- Directions -
Should a line below contain the word "return", report it.
─── Material for this task
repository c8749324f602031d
mod common;
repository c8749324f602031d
use std::sync::Arc;

use chrono::Utc;

use super::domain::{
    ApplicantDetails, CvAttachment, Form, FormId, FormValidationError, InternshipId, JobId,
    NewForm, PostingRef,
};
use super::media::CvMediaType;
use super::repository::{FormRepository, RepositoryError};
use crate::postings::PostingRepository;

/// Raw multipart content of a form submission.
#[derive(Debug, Clone, Default)]
pub struct FormSubmission {
    pub form_data: String,
    pub cv: Option<CvUpload>,
}

/// File part as received, before its media type has been checked.
#[derive(Debug, Clone)]
pub struct CvUpload {
    pub content_type: Option<String>,
    pub bytes: Vec<u8>,
}

/// Whether applications must reference a posting that exists.
#[derive(Debug, Clone, Copy, Default)]
pub struct IntakePolicy {
    pub require_existing_posting: bool,
}

/// Service turning raw submissions into stored forms and serving lookups.
pub struct FormService<R, P> {
    forms: Arc<R>,
    postings: Arc<P>,
    policy: IntakePolicy,
}

impl<R, P> FormService<R, P>
where
    R: FormRepository + 'static,
    P: PostingRepository + 'static,
{
    pub fn new(forms: Arc<R>, postings: Arc<P>, policy: IntakePolicy) -> Self {
        Self {
            forms,
            postings,
            policy,
        }
    }

    /// Store a form that is not tied to any posting.
    pub async fn save_form(&self, submission: FormSubmission) -> Result<Form, FormServiceError> {
        let form = self.prepare(submission, None)?;
        let stored = self.forms.insert(form).await?;
        tracing::debug!(form_id = %stored.id, has_cv = stored.cv.is_some(), "form stored");
        Ok(stored)
    }

    pub async fn apply_for_job(
        &self,
        submission: FormSubmission,
        job_id: JobId,
    ) -> Result<String, FormServiceError> {
        if self.policy.require_existing_posting && self.postings.find_job(job_id).await?.is_none()
        {
            return Err(FormServiceError::PostingNotFound(PostingRef::Job(job_id)));
        }

        let form = self.prepare(submission, Some(PostingRef::Job(job_id)))?;
        let stored = self.forms.insert(form).await?;
        tracing::debug!(form_id = %stored.id, %job_id, "job application stored");
        Ok(format!(
            "Application submitted successfully for job ID: {job_id}"
        ))
    }

    pub async fn apply_for_internship(
        &self,
        submission: FormSubmission,
        internship_id: InternshipId,
    ) -> Result<String, FormServiceError> {
        if self.policy.require_existing_posting
            && self
                .postings
                .find_internship(internship_id)
                .await?
                .is_none()
        {
            return Err(FormServiceError::PostingNotFound(PostingRef::Internship(
                internship_id,
            )));
        }

        let form = self.prepare(submission, Some(PostingRef::Internship(internship_id)))?;
        let stored = self.forms.insert(form).await?;
        tracing::debug!(form_id = %stored.id, %internship_id, "internship application stored");
        Ok(format!(
            "Application submitted successfully for internship ID: {internship_id}"
        ))
    }

    pub async fn get_form_by_id(&self, id: FormId) -> Result<Form, FormServiceError> {
        self.forms
            .fetch(id)
            .await?
            .ok_or(FormServiceError::FormNotFound(id))
    }

    pub async fn get_all_forms(&self) -> Result<Vec<Form>, FormServiceError> {
        Ok(self.forms.list().await?)
    }

    pub async fn get_applications_by_job(
        &self,
        job_id: JobId,
    ) -> Result<Vec<Form>, FormServiceError> {
        Ok(self.forms.by_job(job_id).await?)
    }

    pub async fn get_applications_by_internship(
        &self,
        internship_id: InternshipId,
    ) -> Result<Vec<Form>, FormServiceError> {
        Ok(self.forms.by_internship(internship_id).await?)
    }

    fn prepare(
        &self,
        submission: FormSubmission,
        posting: Option<PostingRef>,
    ) -> Result<NewForm, FormServiceError> {
        let applicant: ApplicantDetails = serde_json::from_str(&submission.form_data)
            .map_err(|err| FormServiceError::InvalidFormData(err.to_string()))?;
        applicant.validate()?;
        let cv = accept_cv(submission.cv)?;

        Ok(NewForm {
            applicant,
            cv,
            posting,
            submitted_at: Utc::now(),
        })
    }
}

/// Checks an uploaded CV. Empty or absent uploads leave the CV unset.
pub fn accept_cv(upload: Option<CvUpload>) -> Result<Option<CvAttachment>, FormServiceError> {
    let Some(upload) = upload.filter(|upload| !upload.bytes.is_empty()) else {
        return Ok(None);
    };

    let declared = upload.content_type.unwrap_or_default();
    match CvMediaType::parse(&declared) {
        Some(media_type) => Ok(Some(CvAttachment {
            bytes: upload.bytes,
            media_type: media_type.as_str().to_string(),
        })),
        None => Err(FormServiceError::UnsupportedMediaType(declared)),
    }
}

/// Error raised by the form service.
#[derive(Debug, thiserror::Error)]
pub enum FormServiceError {
    #[error("form data could not be parsed: {0}")]
    InvalidFormData(String),
    #[error(transparent)]
    Validation(#[from] FormValidationError),
    #[error("unsupported CV file type '{0}'")]
    UnsupportedMediaType(String),
    #[error("{0} does not exist")]
    PostingNotFound(PostingRef),
    #[error("form {0} not found")]
    FormNotFound(FormId),
    #[error(transparent)]
    Repository(#[from] RepositoryError),
}
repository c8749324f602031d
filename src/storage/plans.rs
use async_trait::async_trait;
use sqlx::{Row, SqlitePool};

use crate::forms::repository::RepositoryError;
use crate::plans::{Plan, PlanRepository};

#[derive(Debug, Clone)]
pub struct SqlitePlanRepository {
    pool: SqlitePool,
}

impl SqlitePlanRepository {
    pub fn new(pool: SqlitePool) -> Self {
        Self { pool }
    }
}

#[async_trait]
impl PlanRepository for SqlitePlanRepository {
    async fn find_by_name(&self, name: &str) -> Result<Option<Plan>, RepositoryError> {
        let row = sqlx::query("SELECT id, name, description, price_cents FROM plans WHERE name = ?")
            .bind(name)
            .fetch_optional(&self.pool)
            .await?;

        match row {
            Some(row) => Ok(Some(Plan {
                id: row.try_get("id")?,
                name: row.try_get("name")?,
                description: row.try_get("description")?,
                price_cents: row.try_get("price_cents")?,
            })),
            None => Ok(None),
        }
    }
}
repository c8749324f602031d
//! Media types accepted for CV uploads and the download filename derived from them.

use mime::Mime;

/// Upload types the intake accepts for a CV.
#[derive(Debug, Clone, Copy, PartialEq, Eq)]
pub enum CvMediaType {
    Pdf,
    Jpeg,
    Jpg,
}

impl CvMediaType {
    /// Matches the essence of a `Content-Type` value; parameters are ignored.
    pub fn parse(content_type: &str) -> Option<Self> {
        let parsed: Mime = content_type.trim().parse().ok()?;
        let essence = parsed.essence_str().to_ascii_lowercase();
        match essence.as_str() {
            "application/pdf" => Some(Self::Pdf),
            "image/jpeg" => Some(Self::Jpeg),
            "image/jpg" => Some(Self::Jpg),
            _ => None,
        }
    }

    pub const fn as_str(self) -> &'static str {
        match self {
            Self::Pdf => "application/pdf",
            Self::Jpeg => "image/jpeg",
            Self::Jpg => "image/jpg",
        }
    }
}

/// Extension taken from the subtype of a stored media type.
pub fn extension_for(media_type: &str) -> &str {
    match media_type.rfind('/') {
        Some(index) => &media_type[index + 1..],
        None => media_type,
    }
}

pub fn attachment_filename(media_type: &str) -> String {
    format!("cv.{}", extension_for(media_type))
}
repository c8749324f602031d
use crate::infra::AppState;
use axum::extract::DefaultBodyLimit;
use axum::http::{header, StatusCode};
use axum::response::IntoResponse;
use axum::routing::get;
use axum::{Extension, Json, Router};
use job_portal::config::FormsConfig;
use job_portal::forms::{form_router, FormService, IntakePolicy};
use job_portal::plans::plan_router;
use job_portal::storage::{SqliteFormRepository, SqlitePlanRepository, SqlitePostingRepository};
use serde_json::json;
use sqlx::SqlitePool;
use std::sync::atomic::Ordering;
use std::sync::Arc;

/// Form, plan and probe routes over a shared SQLite pool.
pub(crate) fn application_routes(pool: SqlitePool, forms: &FormsConfig) -> Router {
    let policy = IntakePolicy {
        require_existing_posting: forms.require_existing_posting,
    };
    let form_service = Arc::new(FormService::new(
        Arc::new(SqliteFormRepository::new(pool.clone())),
        Arc::new(SqlitePostingRepository::new(pool.clone())),
        policy,
    ));
    let plans = Arc::new(SqlitePlanRepository::new(pool));

    form_router(form_service)
        .merge(plan_router(plans))
        .route("/health", get(healthcheck))
        .route("/ready", get(readiness_endpoint))
        .route("/metrics", get(metrics_endpoint))
        .layer(DefaultBodyLimit::max(forms.max_upload_bytes))
}

pub(crate) async fn healthcheck() -> Json<serde_json::Value> {
    Json(json!({ "status": "ok" }))
}

pub(crate) async fn readiness_endpoint(Extension(state): Extension<AppState>) -> impl IntoResponse {
    let ready = state.readiness.load(Ordering::Relaxed);
    let status = if ready {
        StatusCode::OK
    } else {
        StatusCode::SERVICE_UNAVAILABLE
    };

    let payload = if ready {
        json!({ "status": "ready" })
    } else {
        json!({ "status": "initializing" })
    };

    (status, Json(payload))
}

pub(crate) async fn metrics_endpoint(Extension(state): Extension<AppState>) -> impl IntoResponse {
    (
        StatusCode::OK,
        [(header::CONTENT_TYPE, "text/plain; version=0.0.4")],
        state.metrics.render(),
    )
}
use crate::config::ConfigError;
use crate::forms::repository::RepositoryError;
use crate::storage::StorageError;
use crate::telemetry::TelemetryError;
use axum::http::StatusCode;
use axum::response::{IntoResponse, Response};
use axum::Json;
use serde_json::json;
use std::fmt;

#[derive(Debug)]
pub enum AppError {
    Config(ConfigError),
    Telemetry(TelemetryError),
    Io(std::io::Error),
    Storage(StorageError),
    Repository(RepositoryError),
}

impl fmt::Display for AppError {
    fn fmt(&self, f: &mut fmt::Formatter<'_>) -> fmt::Result {
        match self {
            AppError::Config(err) => write!(f, "configuration error: {}", err),
            AppError::Telemetry(err) => write!(f, "telemetry error: {}", err),
            AppError::Io(err) => write!(f, "io error: {}", err),
            AppError::Storage(err) => write!(f, "storage error: {}", err),
            AppError::Repository(err) => write!(f, "repository error: {}", err),
        }
    }
}

impl std::error::Error for AppError {
    fn source(&self) -> Option<&(dyn std::error::Error + 'static)> {
        match self {
            AppError::Config(err) => Some(err),
            AppError::Telemetry(err) => Some(err),
            AppError::Io(err) => Some(err),
            AppError::Storage(err) => Some(err),
            AppError::Repository(err) => Some(err),
        }
    }
}

impl IntoResponse for AppError {
    fn into_response(self) -> Response {
        tracing::error!(error = %self, "request failed");
        let body = Json(json!({ "error": "internal server error" }));
        (StatusCode::INTERNAL_SERVER_ERROR, body).into_response()
    }
}

impl From<ConfigError> for AppError {
    fn from(value: ConfigError) -> Self {
        Self::Config(value)
    }
}

impl From<TelemetryError> for AppError {
    fn from(value: TelemetryError) -> Self {
        Self::Telemetry(value)
    }
}

impl From<std::io::Error> for AppError {
    fn from(value: std::io::Error) -> Self {
        Self::Io(value)
    }
}

impl From<StorageError> for AppError {
    fn from(value: StorageError) -> Self {
        Self::Storage(value)
    }
}

impl From<RepositoryError> for AppError {
    fn from(value: RepositoryError) -> Self {
        Self::Repository(value)
    }
}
──────
- Task response -
            return Err(FormServiceError::PostingNotFound(PostingRef::Job(job_id)));
            return Err(FormServiceError::PostingNotFound(PostingRef::Internship(
        return Ok(None);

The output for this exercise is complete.